In Japan bathing is a national pastime and an attraction for tourists from around the world. Bathers have a choice from remote springs in the mountains to grand hotels. This site focuses primarily on the area around Osaka. Information on local sento (銭湯) bathhouses, the larger more commercial supersento (スーパー銭湯), and other less classifiable hot springs. Some of these locations just use the municipal water, some augment their water with radon gas or water softeners (軟水), lastly some have wells or springs that fill tubs with groundwater.
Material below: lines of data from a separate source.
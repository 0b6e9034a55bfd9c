//! Configuration management for Peep.
//!
//! Loads configuration from ${PEEP_HOME}/config.toml with sensible defaults.

use std::fs;
use std::path::Path;

use anyhow::{Context, Result};
use serde::{Deserialize, Serialize};

/// OAuth client registration for the Google project backing this app.
#[derive(Debug, Clone, Default, Serialize, Deserialize)]
#[serde(default)]
pub struct OAuthConfig {
    /// OAuth client ID from the Google Cloud console.
    pub client_id: String,
    /// OAuth client secret paired with the client ID.
    pub client_secret: String,
}

/// Endpoint base URLs. Defaults point at Google; tests override these.
#[derive(Debug, Clone, Serialize, Deserialize)]
#[serde(default)]
pub struct EndpointsConfig {
    /// Authorization endpoint (browser consent screen).
    pub authorize_url: String,
    /// Token exchange endpoint.
    pub token_url: String,
    /// Token revocation endpoint.
    pub revoke_url: String,
    /// People API base URL (no trailing slash).
    pub people_base_url: String,
}

impl Default for EndpointsConfig {
    fn default() -> Self {
        Self {
            authorize_url: "https://accounts.google.com/o/oauth2/v2/auth".to_string(),
            token_url: "https://oauth2.googleapis.com/token".to_string(),
            revoke_url: "https://oauth2.googleapis.com/revoke".to_string(),
            people_base_url: "https://people.googleapis.com".to_string(),
        }
    }
}

/// Main configuration structure.
#[derive(Debug, Clone, Default, Serialize, Deserialize)]
#[serde(default)]
pub struct Config {
    /// OAuth client registration.
    pub oauth: OAuthConfig,

    /// Endpoint base URLs.
    pub endpoints: EndpointsConfig,
}

impl Config {
    /// Loads configuration from the default config path.
    ///
    /// # Errors
    /// Returns an error if the file exists but cannot be read or parsed.
    pub fn load() -> Result<Self> {
        Self::load_from(&paths::config_path())
    }

    /// Loads configuration from a specific path.
    /// Returns defaults if the file doesn't exist.
    ///
    /// # Errors
    /// Returns an error if the file exists but cannot be read or parsed.
    pub fn load_from(path: &Path) -> Result<Self> {
        if path.exists() {
            let contents = fs::read_to_string(path)
                .with_context(|| format!("Failed to read config from {}", path.display()))?;
            toml::from_str(&contents)
                .with_context(|| format!("Failed to parse config from {}", path.display()))
        } else {
            Ok(Config::default())
        }
    }

    /// Writes the commented default config template if no config exists yet.
    ///
    /// Returns true if a new file was created.
    ///
    /// # Errors
    /// Returns an error if the operation fails.
    pub fn init_default() -> Result<bool> {
        Self::init_default_at(&paths::config_path())
    }

    /// Writes the default template to a specific path unless it exists.
    ///
    /// # Errors
    /// Returns an error if the operation fails.
    pub fn init_default_at(path: &Path) -> Result<bool> {
        if path.exists() {
            return Ok(false);
        }
        if let Some(parent) = path.parent() {
            fs::create_dir_all(parent)
                .with_context(|| format!("Failed to create directory {}", parent.display()))?;
        }
        fs::write(path, default_config_template())
            .with_context(|| format!("Failed to write {}", path.display()))?;
        Ok(true)
    }

    /// Checks that an OAuth client is configured.
    ///
    /// # Errors
    /// Returns an error naming the config path when the client id or secret
    /// is missing.
    pub fn ensure_oauth_configured(&self) -> Result<()> {
        if self.oauth.client_id.is_empty() || self.oauth.client_secret.is_empty() {
            anyhow::bail!(
                "OAuth client not configured. Set [oauth] client_id and client_secret in {}",
                paths::config_path().display()
            );
        }
        Ok(())
    }
}

/// Returns the default config template with comments.
///
/// This is embedded from default_config.toml at compile time.
/// To update, edit default_config.toml directly.
fn default_config_template() -> &'static str {
    include_str!("../default_config.toml")
}

pub mod paths {
    //! Path resolution for Peep configuration and data directories.
    //!
    //! PEEP_HOME resolution order:
    //! 1. PEEP_HOME environment variable (if set)
    //! 2. ~/.config/peep (default)

    use std::path::PathBuf;

    /// Returns the Peep home directory.
    ///
    /// Checks PEEP_HOME env var first, falls back to ~/.config/peep
    pub fn peep_home() -> PathBuf {
        if let Ok(home) = std::env::var("PEEP_HOME") {
            return PathBuf::from(home);
        }

        dirs::home_dir()
            .map(|h| h.join(".config").join("peep"))
            .expect("Could not determine home directory")
    }

    /// Returns the path to the config.toml file.
    pub fn config_path() -> PathBuf {
        peep_home().join("config.toml")
    }

    /// Returns the path to the cached session file.
    pub fn session_path() -> PathBuf {
        peep_home().join("session.json")
    }

    /// Returns the directory for diagnostic log files.
    pub fn logs_dir() -> PathBuf {
        peep_home().join("logs")
    }
}

#[cfg(test)]
mod tests {
    use super::*;

    /// Test: missing file loads defaults with Google endpoints.
    #[test]
    fn test_load_missing_file_uses_defaults() {
        let dir = tempfile::tempdir().unwrap();
        let config = Config::load_from(&dir.path().join("config.toml")).unwrap();
        assert!(config.oauth.client_id.is_empty());
        assert_eq!(
            config.endpoints.token_url,
            "https://oauth2.googleapis.com/token"
        );
        assert_eq!(
            config.endpoints.people_base_url,
            "https://people.googleapis.com"
        );
    }

    /// Test: partial config keeps defaults for unspecified sections.
    #[test]
    fn test_partial_config_merges_defaults() {
        let dir = tempfile::tempdir().unwrap();
        let path = dir.path().join("config.toml");
        std::fs::write(
            &path,
            "[oauth]\nclient_id = \"cid\"\nclient_secret = \"secret\"\n",
        )
        .unwrap();

        let config = Config::load_from(&path).unwrap();
        assert_eq!(config.oauth.client_id, "cid");
        assert_eq!(
            config.endpoints.authorize_url,
            "https://accounts.google.com/o/oauth2/v2/auth"
        );
    }

    /// Test: default template parses and init refuses to overwrite.
    #[test]
    fn test_init_default_template() {
        let dir = tempfile::tempdir().unwrap();
        let path = dir.path().join("config.toml");

        assert!(Config::init_default_at(&path).unwrap());
        let config = Config::load_from(&path).unwrap();
        assert!(config.oauth.client_id.is_empty());

        // Second init is a no-op.
        assert!(!Config::init_default_at(&path).unwrap());
    }

    /// Test: unconfigured OAuth client is rejected with a useful message.
    #[test]
    fn test_ensure_oauth_configured() {
        let mut config = Config::default();
        assert!(config.ensure_oauth_configured().is_err());

        config.oauth.client_id = "cid".to_string();
        config.oauth.client_secret = "secret".to_string();
        assert!(config.ensure_oauth_configured().is_ok());
    }
}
I began going to hot springs while at university in the United States and found it the best therapy for my upper back pain. Since moving to Japan I have also found bathing as a great stress reliever and a great way to explore the country.

Site Updates

February 7, 2021

New Reviews Added

  • Yu no Hana in Takatsuki has a great steam sauna.

  • Shinfutaba Onsen and Shimada Onsen both in Toyonaka are added, the first one is a pleasant, somewhat hidden sento across the river from Mikuni station. The second has one of the most interesting designs I have seen but sadly most of it is broken.

  • ShinIzumi Onsen in Suita has a fish tank! Awesome.

  • Two places in Mie. Suzuka Satsuki Onsen is a day use hot spring in Suzuka run by the JA. Great spring water there. Sumiyoshi-yu is a sento on the outskirts of the nightlife area of Yokkaichi with a nice super hot bath.

  • Safuran-yu in Tsuruga is a classic ofuro-yu in this lovely city on the Japan Sea coast.

  • Senninburo is a giant spring water pool in the middle of the river. Amazing experience.

Changes and Closures

  • Hinode Onsen which was easy to access from Shin-Osaka closed in summer last year. Bummer.

  • Shikimatsuri in the hills above Kishiwada totally reformed their baths, but I would think twice before taking the trip.